It is always this way.
The latest occurrence centered around my sleep. Now I don’t sleep well as a general rule. Insomniac is me. Nights where I drift off within an hour of hitting the sheets and don’t wake up until the morning are reasons to believe in miracles. But I usually do manage at least 6 hours of belated, oft-interrupted slumber each night.
I knew the nights surrounding March 8 would not herald decent rest. March 8 was the Daylight Savings Time switch. You know, spring forward and lose a precious hour? That stupid thing wrought somewhere in the bowels of Hell? Who came up with this nightmare, anyway? Take that person out and shoot them, please.
March 8 is also Kiddo’s birthday. We had a weekend of joy planned for him: pizza party on the 7th and train museum excursion on the 8th. I knew things were going to be hectic. I was readying for a new book release at the end of the month (Alt-Tam’s work), and it was formatting hell right then. My house needed to be cleaned before friends and family showed up, which meant the usual squalor had to be eliminated. That was a two-day project at the least. Scrambling to decorate, wrapping presents, ordering food and cake ... yes, crazed time was swiftly upon me. Stress climbed to incredible altitudes.

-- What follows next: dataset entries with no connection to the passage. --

// Copyright (c) 2025 Erick Bourgeois, firestoned
// SPDX-License-Identifier: MIT

// Common test utilities for integration tests

use serde_json::{json, Value};
use std::sync::Arc;
use tokio::net::TcpListener;
use unbound_webhook::config::OpnsenseConfig;
use unbound_webhook::{webhook, DomainFilter, IngressClassMap, OpnsenseClient, UnboundProvider};
use wiremock::matchers::{basic_auth, method, path};
use wiremock::{Mock, MockServer, ResponseTemplate};

pub const API_KEY: &str = "integration-key";
pub const API_SECRET: &str = "integration-secret";

pub const SEARCH_PATH: &str = "/api/unbound/settings/searchHostOverride";
pub const ADD_PATH: &str = "/api/unbound/settings/addHostOverride";
pub const DEL_PATH: &str = "/api/unbound/settings/delHostOverride";
pub const RECONFIGURE_PATH: &str = "/api/unbound/service/reconfigure";

/// Start a mock OPNsense API serving `rows` from `searchHostOverride`
///
/// Creates, deletes and reconfigures all succeed.
pub async fn start_opnsense(rows: Value) -> MockServer {
    let server = MockServer::start().await;

    Mock::given(method("GET"))
        .and(path(SEARCH_PATH))
        .and(basic_auth(API_KEY, API_SECRET))
        .respond_with(ResponseTemplate::new(200).set_body_json(json!({ "rows": rows })))
        .mount(&server)
        .await;

    Mock::given(method("POST"))
        .and(path(ADD_PATH))
        .and(basic_auth(API_KEY, API_SECRET))
        .respond_with(
            ResponseTemplate::new(200).set_body_json(json!({"result": "saved", "uuid": "new"})),
        )
        .mount(&server)
        .await;

    Mock::given(method("POST"))
        .and(path(RECONFIGURE_PATH))
        .and(basic_auth(API_KEY, API_SECRET))
        .respond_with(ResponseTemplate::new(200).set_body_json(json!({"status": "ok"})))
        .mount(&server)
        .await;

    server
}

/// Serve the webhook on an ephemeral port against `opnsense`
///
/// Returns the base URL of the webhook.
pub async fn start_webhook(
    opnsense: &MockServer,
    domain_filter: DomainFilter,
    ingress_classes: IngressClassMap,
) -> String {
    let client = OpnsenseClient::new(&OpnsenseConfig {
        host: opnsense.uri(),
        api_key: API_KEY.to_string(),
        api_secret: API_SECRET.to_string(),
        skip_tls_verify: false,
    })
    .expect("mock OPNsense URL should be valid");

    let provider = UnboundProvider::new(Arc::new(client), domain_filter, ingress_classes);

    let listener = TcpListener::bind("127.0.0.1:0")
        .await
        .expect("should bind an ephemeral port");
    let addr = listener.local_addr().expect("listener should have an address");

    tokio::spawn(webhook::serve(
        listener,
        webhook::router(Arc::new(provider)),
        std::future::pending(),
    ));

    format!("http://{addr}")
}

And then the unplanned thing guaranteed to destroy any hope of rest swooped in on me. Something that any other time would have felt like a miraculous godsend. A producer contacted me about potentially making a script I had written into a TV series.
All circuits were immediately blown. My brain went into overload, guaranteeing no sleep for the known future. Excitement, hope, and not a little terror conspired to amp me up into the stratosphere. There was no coming down from the adrenaline hit now. I was flying high.
Saturday, the day of the party, my head felt like it weighed a ton from the fitful dozing I’d barely managed the night before. Somehow the celebration went off without a hitch. Yet a new stressor was introduced, one I hadn’t thought too much about until it was too late. With all the sugar and salt in my system, my menopausal body went into overload. Despite the night’s exhaustion, continued excitement and monstrous non-stop hot flashes conspired to keep me awake most of the night. I was a barely functioning troll on Sunday. I dragged around the train museum after my delighted son, looking like an extra from The Walking Dead. Afterwards, we let him choose where he would have dinner. Of course it was the home of salt: McDonald’s.
With my diet already trampled, I came home to party leftovers. I ate the party leftovers. Another night of sweating and no sleep ensued as my mind went over every little nuance of the pilot script I’d written and wondering where the hell I was going to find a decent entertainment lawyer in Buttscratch, Georgia, should the miracle of a contract come about.
This is the way things go in my life. One little thing is planned. Then a bunch of other things happen, zeroing in on that date of the calendar. You’d think I’d expect it by now. But no, I’m always surprised by the coincidental events that barrel at me like a runaway train.
This is my world. This is why I look the way I do. Have pity when you come across this poor, shambling wreck. Don’t be surprised if I collapse in a snoring heap in the middle of a conversation. And if anything comes up that I need to deal with, please just shoot me. It's the only way I'll ever get any rest.